*YOUR TASK:* Reproduce all the data, character for character.

Saved entries

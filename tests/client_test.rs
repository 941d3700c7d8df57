//! Integration tests for O365Client.

use async_trait::async_trait;
use o365_mail::*;
use std::sync::Arc;
use std::time::Duration;

const PLAIN_BUNDLE: &[u8] = include_bytes!("fixtures/app-plain.pem");
const ENCRYPTED_BUNDLE: &[u8] = include_bytes!("fixtures/app-encrypted.pem");
const THUMBPRINT: &str = "DC222883B1A93330595B62E182A77B930DFF33DD";

struct TestClient {
    client: O365Client<MockIdentityProvider, MockHttpTransport>,
    identity: Arc<MockIdentityProvider>,
    transport: Arc<MockHttpTransport>,
    logger: Arc<InMemoryLogger>,
}

fn test_options() -> O365AuthenticationOptions {
    o365_options()
        .client_id("configured-client")
        .client_secret("configured-secret")
        .tenant_name("contoso.onmicrosoft.com")
        .from_address("noreply@contoso.com")
        .build()
        .unwrap()
}

fn create_test_client(options: O365AuthenticationOptions) -> TestClient {
    create_test_client_with_store(options, InMemoryCertificateStore::new())
}

fn create_test_client_with_store(
    options: O365AuthenticationOptions,
    store: InMemoryCertificateStore,
) -> TestClient {
    let identity = Arc::new(MockIdentityProvider::new());
    let transport = Arc::new(MockHttpTransport::with_status(202));
    let logger = Arc::new(InMemoryLogger::new());
    let client = O365Client::with_components(
        options,
        identity.clone(),
        transport.clone(),
        Arc::new(store),
        logger.clone(),
    );

    TestClient {
        client,
        identity,
        transport,
        logger,
    }
}

fn valid_message() -> Message {
    MessageBuilder::new()
        .subject("Build finished")
        .html("<p>All green.</p>")
        .to("dev@contoso.com")
        .build()
}

fn missing_argument(err: &O365Error) -> Option<&str> {
    match err {
        O365Error::Validation(ValidationError::MissingArgument { name }) => Some(name.as_str()),
        _ => None,
    }
}

#[tokio::test]
async fn test_login_rejects_empty_arguments_without_identity_call() {
    let t = create_test_client(test_options());

    for (resource, client_id, secret, expected) in [
        ("", "c", "s", "resource"),
        ("r", "", "s", "client_id"),
        ("r", "c", "", "client_secret"),
    ] {
        let err = t.client.login(resource, client_id, secret).await.unwrap_err();
        assert_eq!(missing_argument(&err), Some(expected));
        assert!(err.is_caller_error());
    }

    assert_eq!(t.identity.request_count(), 0);
}

#[tokio::test]
async fn test_login_success_returns_token() {
    let t = create_test_client(test_options());
    t.identity.queue_token("T");

    let result = t
        .client
        .login(MAIL_RESOURCE, "login-client", "login-secret")
        .await
        .unwrap();

    assert_eq!(result.access_token(), "T");
    assert!(result.success());
    assert_eq!(result.status_code(), 200);

    let requests = t.identity.get_requests();
    assert_eq!(requests.len(), 1);
    assert_eq!(
        requests[0].authority,
        "https://login.microsoftonline.com/contoso.onmicrosoft.com"
    );
    assert_eq!(requests[0].resource, "https://outlook.office.com");
    // Arguments win over the configured client id.
    assert_eq!(requests[0].client_id, "login-client");
    assert_eq!(requests[0].credential_kind, "client_secret");
}

#[tokio::test]
async fn test_login_identity_failure_logs_once() {
    let t = create_test_client(test_options());
    t.identity.queue_error(O365Error::Provider(ProviderError::InvalidClient {
        error_description: Some("AADSTS7000215: Invalid client secret is provided.".to_string()),
    }));

    let result = t.client.login(MAIL_RESOURCE, "c", "wrong").await.unwrap();

    assert_eq!(result.access_token(), "");
    assert!(!result.success());
    assert_eq!(result.status_code(), -1);

    let errors = t.logger.get_entries_by_level(LogLevel::Error);
    assert_eq!(errors.len(), 1);
    assert_eq!(errors[0].context.operation.as_deref(), Some("login"));
    assert!(errors[0]
        .context
        .error
        .as_deref()
        .unwrap()
        .contains("AADSTS7000215"));
    assert!(!t.client.is_authenticated().await);
}

#[tokio::test]
async fn test_send_before_login_is_rejected() {
    let t = create_test_client(test_options());

    let err = t
        .client
        .send_email(&valid_message(), true, None)
        .await
        .unwrap_err();

    assert!(matches!(
        err,
        O365Error::Validation(ValidationError::NotAuthenticated)
    ));
    assert_eq!(err.to_string(), "Validation error: You must login before sending email");
    assert_eq!(t.transport.request_count(), 0);
}

#[tokio::test]
async fn test_send_success() {
    let t = create_test_client(test_options());
    t.transport.queue_response(HttpResponse::with_status(200));
    t.client.login(MAIL_RESOURCE, "c", "s").await.unwrap();

    let result = t
        .client
        .send_email(&valid_message(), true, None)
        .await
        .unwrap();

    assert_eq!(result, ApiResult::new(200));
    assert_eq!(result.status_code(), 200);
    assert!(result.success());
    assert!(t.logger.get_entries_by_level(LogLevel::Error).is_empty());
}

*REPLY:*
filename tests/client_test.rs
repository 941d3700c7d8df57
//! Integration tests for O365Client.

use async_trait::async_trait;
use o365_mail::*;
use std::sync::Arc;
use std::time::Duration;

const PLAIN_BUNDLE: &[u8] = include_bytes!("fixtures/app-plain.pem");
const ENCRYPTED_BUNDLE: &[u8] = include_bytes!("fixtures/app-encrypted.pem");
const THUMBPRINT: &str = "DC222883B1A93330595B62E182A77B930DFF33DD";

struct TestClient {
    client: O365Client<MockIdentityProvider, MockHttpTransport>,
    identity: Arc<MockIdentityProvider>,
    transport: Arc<MockHttpTransport>,
    logger: Arc<InMemoryLogger>,
}

fn test_options() -> O365AuthenticationOptions {
    o365_options()
        .client_id("configured-client")
        .client_secret("configured-secret")
        .tenant_name("contoso.onmicrosoft.com")
        .from_address("noreply@contoso.com")
        .build()
        .unwrap()
}

fn create_test_client(options: O365AuthenticationOptions) -> TestClient {
    create_test_client_with_store(options, InMemoryCertificateStore::new())
}

fn create_test_client_with_store(
    options: O365AuthenticationOptions,
    store: InMemoryCertificateStore,
) -> TestClient {
    let identity = Arc::new(MockIdentityProvider::new());
    let transport = Arc::new(MockHttpTransport::with_status(202));
    let logger = Arc::new(InMemoryLogger::new());
    let client = O365Client::with_components(
        options,
        identity.clone(),
        transport.clone(),
        Arc::new(store),
        logger.clone(),
    );

    TestClient {
        client,
        identity,
        transport,
        logger,
    }
}

fn valid_message() -> Message {
    MessageBuilder::new()
        .subject("Build finished")
        .html("<p>All green.</p>")
        .to("dev@contoso.com")
        .build()
}

fn missing_argument(err: &O365Error) -> Option<&str> {
    match err {
        O365Error::Validation(ValidationError::MissingArgument { name }) => Some(name.as_str()),
        _ => None,
    }
}

#[tokio::test]
async fn test_login_rejects_empty_arguments_without_identity_call() {
    let t = create_test_client(test_options());

    for (resource, client_id, secret, expected) in [
        ("", "c", "s", "resource"),
        ("r", "", "s", "client_id"),
        ("r", "c", "", "client_secret"),
    ] {
        let err = t.client.login(resource, client_id, secret).await.unwrap_err();
        assert_eq!(missing_argument(&err), Some(expected));
        assert!(err.is_caller_error());
    }

    assert_eq!(t.identity.request_count(), 0);
}

#[tokio::test]
async fn test_login_success_returns_token() {
    let t = create_test_client(test_options());
    t.identity.queue_token("T");

    let result = t
        .client
        .login(MAIL_RESOURCE, "login-client", "login-secret")
        .await
        .unwrap();

    assert_eq!(result.access_token(), "T");
    assert!(result.success());
    assert_eq!(result.status_code(), 200);

    let requests = t.identity.get_requests();
    assert_eq!(requests.len(), 1);
    assert_eq!(
        requests[0].authority,
        "https://login.microsoftonline.com/contoso.onmicrosoft.com"
    );
    assert_eq!(requests[0].resource, "https://outlook.office.com");
    // Arguments win over the configured client id.
    assert_eq!(requests[0].client_id, "login-client");
    assert_eq!(requests[0].credential_kind, "client_secret");
}

#[tokio::test]
async fn test_login_identity_failure_logs_once() {
    let t = create_test_client(test_options());
    t.identity.queue_error(O365Error::Provider(ProviderError::InvalidClient {
        error_description: Some("AADSTS7000215: Invalid client secret is provided.".to_string()),
    }));

    let result = t.client.login(MAIL_RESOURCE, "c", "wrong").await.unwrap();

    assert_eq!(result.access_token(), "");
    assert!(!result.success());
    assert_eq!(result.status_code(), -1);

    let errors = t.logger.get_entries_by_level(LogLevel::Error);
    assert_eq!(errors.len(), 1);
    assert_eq!(errors[0].context.operation.as_deref(), Some("login"));
    assert!(errors[0]
        .context
        .error
        .as_deref()
        .unwrap()
        .contains("AADSTS7000215"));
    assert!(!t.client.is_authenticated().await);
}

#[tokio::test]
async fn test_send_before_login_is_rejected() {
    let t = create_test_client(test_options());

    let err = t
        .client
        .send_email(&valid_message(), true, None)
        .await
        .unwrap_err();

    assert!(matches!(
        err,
        O365Error::Validation(ValidationError::NotAuthenticated)
    ));
    assert_eq!(err.to_string(), "Validation error: You must login before sending email");
    assert_eq!(t.transport.request_count(), 0);
}

#[tokio::test]
async fn test_send_success() {
    let t = create_test_client(test_options());
    t.transport.queue_response(HttpResponse::with_status(200));
    t.client.login(MAIL_RESOURCE, "c", "s").await.unwrap();

    let result = t
        .client
        .send_email(&valid_message(), true, None)
        .await
        .unwrap();

    assert_eq!(result, ApiResult::new(200));
    assert_eq!(result.status_code(), 200);
    assert!(result.success());
    assert!(t.logger.get_entries_by_level(LogLevel::Error).is_empty());
}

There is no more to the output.